**Action item**
A complete answer includes every line below with the word "regs".

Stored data
============
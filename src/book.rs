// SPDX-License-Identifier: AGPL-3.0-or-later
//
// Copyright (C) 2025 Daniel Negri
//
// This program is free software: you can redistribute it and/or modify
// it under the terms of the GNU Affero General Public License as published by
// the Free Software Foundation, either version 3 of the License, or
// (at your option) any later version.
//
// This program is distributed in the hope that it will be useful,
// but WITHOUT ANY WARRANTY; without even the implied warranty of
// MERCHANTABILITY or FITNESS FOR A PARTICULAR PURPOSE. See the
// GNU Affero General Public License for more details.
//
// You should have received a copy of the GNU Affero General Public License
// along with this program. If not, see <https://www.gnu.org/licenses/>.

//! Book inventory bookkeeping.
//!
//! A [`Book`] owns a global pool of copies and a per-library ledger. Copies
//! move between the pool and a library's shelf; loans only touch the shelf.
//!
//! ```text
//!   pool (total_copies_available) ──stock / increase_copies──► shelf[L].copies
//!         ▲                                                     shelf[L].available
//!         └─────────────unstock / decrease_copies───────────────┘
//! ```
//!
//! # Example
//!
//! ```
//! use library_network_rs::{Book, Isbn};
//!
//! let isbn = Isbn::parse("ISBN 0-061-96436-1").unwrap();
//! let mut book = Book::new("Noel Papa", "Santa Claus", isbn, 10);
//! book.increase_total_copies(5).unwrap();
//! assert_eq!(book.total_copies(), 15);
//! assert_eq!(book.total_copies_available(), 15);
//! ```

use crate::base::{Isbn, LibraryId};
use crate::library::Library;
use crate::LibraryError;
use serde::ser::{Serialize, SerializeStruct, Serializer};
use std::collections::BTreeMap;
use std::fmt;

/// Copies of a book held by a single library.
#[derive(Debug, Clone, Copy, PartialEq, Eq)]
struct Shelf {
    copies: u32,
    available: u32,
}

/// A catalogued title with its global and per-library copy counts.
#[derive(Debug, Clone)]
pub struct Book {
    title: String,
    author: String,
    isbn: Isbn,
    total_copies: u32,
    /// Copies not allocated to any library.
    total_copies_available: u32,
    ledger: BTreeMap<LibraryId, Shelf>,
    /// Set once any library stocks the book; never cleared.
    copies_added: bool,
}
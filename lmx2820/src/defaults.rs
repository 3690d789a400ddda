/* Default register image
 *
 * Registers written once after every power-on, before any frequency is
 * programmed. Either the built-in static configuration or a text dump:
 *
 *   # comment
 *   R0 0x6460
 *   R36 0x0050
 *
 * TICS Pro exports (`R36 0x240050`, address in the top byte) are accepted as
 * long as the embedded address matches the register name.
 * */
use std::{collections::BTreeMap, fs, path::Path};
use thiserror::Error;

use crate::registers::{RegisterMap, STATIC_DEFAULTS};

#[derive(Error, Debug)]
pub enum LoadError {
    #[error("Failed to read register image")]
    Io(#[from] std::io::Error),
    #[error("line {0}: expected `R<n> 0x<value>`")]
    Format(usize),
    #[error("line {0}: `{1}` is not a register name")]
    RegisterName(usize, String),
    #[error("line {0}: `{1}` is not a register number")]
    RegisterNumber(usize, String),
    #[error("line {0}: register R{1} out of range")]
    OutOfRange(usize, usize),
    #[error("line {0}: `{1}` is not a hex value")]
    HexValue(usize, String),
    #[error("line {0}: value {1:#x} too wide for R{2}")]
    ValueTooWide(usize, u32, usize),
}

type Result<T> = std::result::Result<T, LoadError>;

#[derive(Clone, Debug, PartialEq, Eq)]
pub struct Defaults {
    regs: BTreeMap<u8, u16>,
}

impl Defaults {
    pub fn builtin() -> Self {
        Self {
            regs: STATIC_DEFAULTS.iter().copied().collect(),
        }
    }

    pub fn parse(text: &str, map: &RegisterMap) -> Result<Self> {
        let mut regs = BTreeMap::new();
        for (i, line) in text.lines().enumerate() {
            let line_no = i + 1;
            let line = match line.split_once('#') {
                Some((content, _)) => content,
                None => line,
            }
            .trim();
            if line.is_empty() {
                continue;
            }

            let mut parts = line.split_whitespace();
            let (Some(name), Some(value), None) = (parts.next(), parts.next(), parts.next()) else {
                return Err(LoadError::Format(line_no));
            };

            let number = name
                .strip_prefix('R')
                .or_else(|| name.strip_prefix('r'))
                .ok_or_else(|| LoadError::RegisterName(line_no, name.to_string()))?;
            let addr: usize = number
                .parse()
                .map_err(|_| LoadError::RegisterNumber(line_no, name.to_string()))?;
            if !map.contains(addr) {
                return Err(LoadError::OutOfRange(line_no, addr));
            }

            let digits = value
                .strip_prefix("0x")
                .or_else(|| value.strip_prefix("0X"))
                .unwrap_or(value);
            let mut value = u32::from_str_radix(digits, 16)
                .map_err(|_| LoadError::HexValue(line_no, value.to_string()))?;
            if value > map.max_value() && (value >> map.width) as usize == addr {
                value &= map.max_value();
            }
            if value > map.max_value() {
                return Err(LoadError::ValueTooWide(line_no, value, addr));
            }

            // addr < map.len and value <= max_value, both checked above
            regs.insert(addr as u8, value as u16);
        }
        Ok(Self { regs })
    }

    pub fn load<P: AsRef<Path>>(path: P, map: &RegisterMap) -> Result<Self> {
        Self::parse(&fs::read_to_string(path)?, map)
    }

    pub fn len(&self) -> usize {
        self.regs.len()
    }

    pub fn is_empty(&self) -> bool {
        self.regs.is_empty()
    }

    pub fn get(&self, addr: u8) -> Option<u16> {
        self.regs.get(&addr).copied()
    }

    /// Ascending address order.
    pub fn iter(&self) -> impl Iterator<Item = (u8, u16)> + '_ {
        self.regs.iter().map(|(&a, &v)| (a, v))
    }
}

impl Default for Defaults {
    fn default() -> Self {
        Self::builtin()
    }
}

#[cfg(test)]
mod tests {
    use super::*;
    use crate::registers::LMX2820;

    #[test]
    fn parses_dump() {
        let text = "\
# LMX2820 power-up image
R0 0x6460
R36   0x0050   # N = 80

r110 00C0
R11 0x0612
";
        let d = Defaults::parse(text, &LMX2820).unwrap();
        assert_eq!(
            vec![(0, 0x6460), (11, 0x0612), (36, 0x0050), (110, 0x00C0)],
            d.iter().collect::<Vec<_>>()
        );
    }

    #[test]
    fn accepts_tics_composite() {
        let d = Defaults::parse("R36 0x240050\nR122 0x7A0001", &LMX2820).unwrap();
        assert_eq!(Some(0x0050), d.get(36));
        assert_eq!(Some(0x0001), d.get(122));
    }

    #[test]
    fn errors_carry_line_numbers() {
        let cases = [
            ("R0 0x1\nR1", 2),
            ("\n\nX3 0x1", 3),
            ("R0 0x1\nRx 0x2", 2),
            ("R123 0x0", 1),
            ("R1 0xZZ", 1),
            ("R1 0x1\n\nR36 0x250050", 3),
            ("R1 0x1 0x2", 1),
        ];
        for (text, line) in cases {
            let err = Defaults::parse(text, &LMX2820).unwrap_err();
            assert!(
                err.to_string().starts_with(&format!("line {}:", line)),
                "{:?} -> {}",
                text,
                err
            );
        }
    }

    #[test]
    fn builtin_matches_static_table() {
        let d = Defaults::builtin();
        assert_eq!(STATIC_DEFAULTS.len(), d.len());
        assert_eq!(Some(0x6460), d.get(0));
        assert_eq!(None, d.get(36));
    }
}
============
**Written reply**
    regs: BTreeMap<u8, u16>,
            regs: STATIC_DEFAULTS.iter().copied().collect(),
        let mut regs = BTreeMap::new();
            regs.insert(addr as u8, value as u16);
        Ok(Self { regs })
        self.regs.len()
        self.regs.is_empty()
        self.regs.get(&addr).copied()
        self.regs.iter().map(|(&a, &v)| (a, v))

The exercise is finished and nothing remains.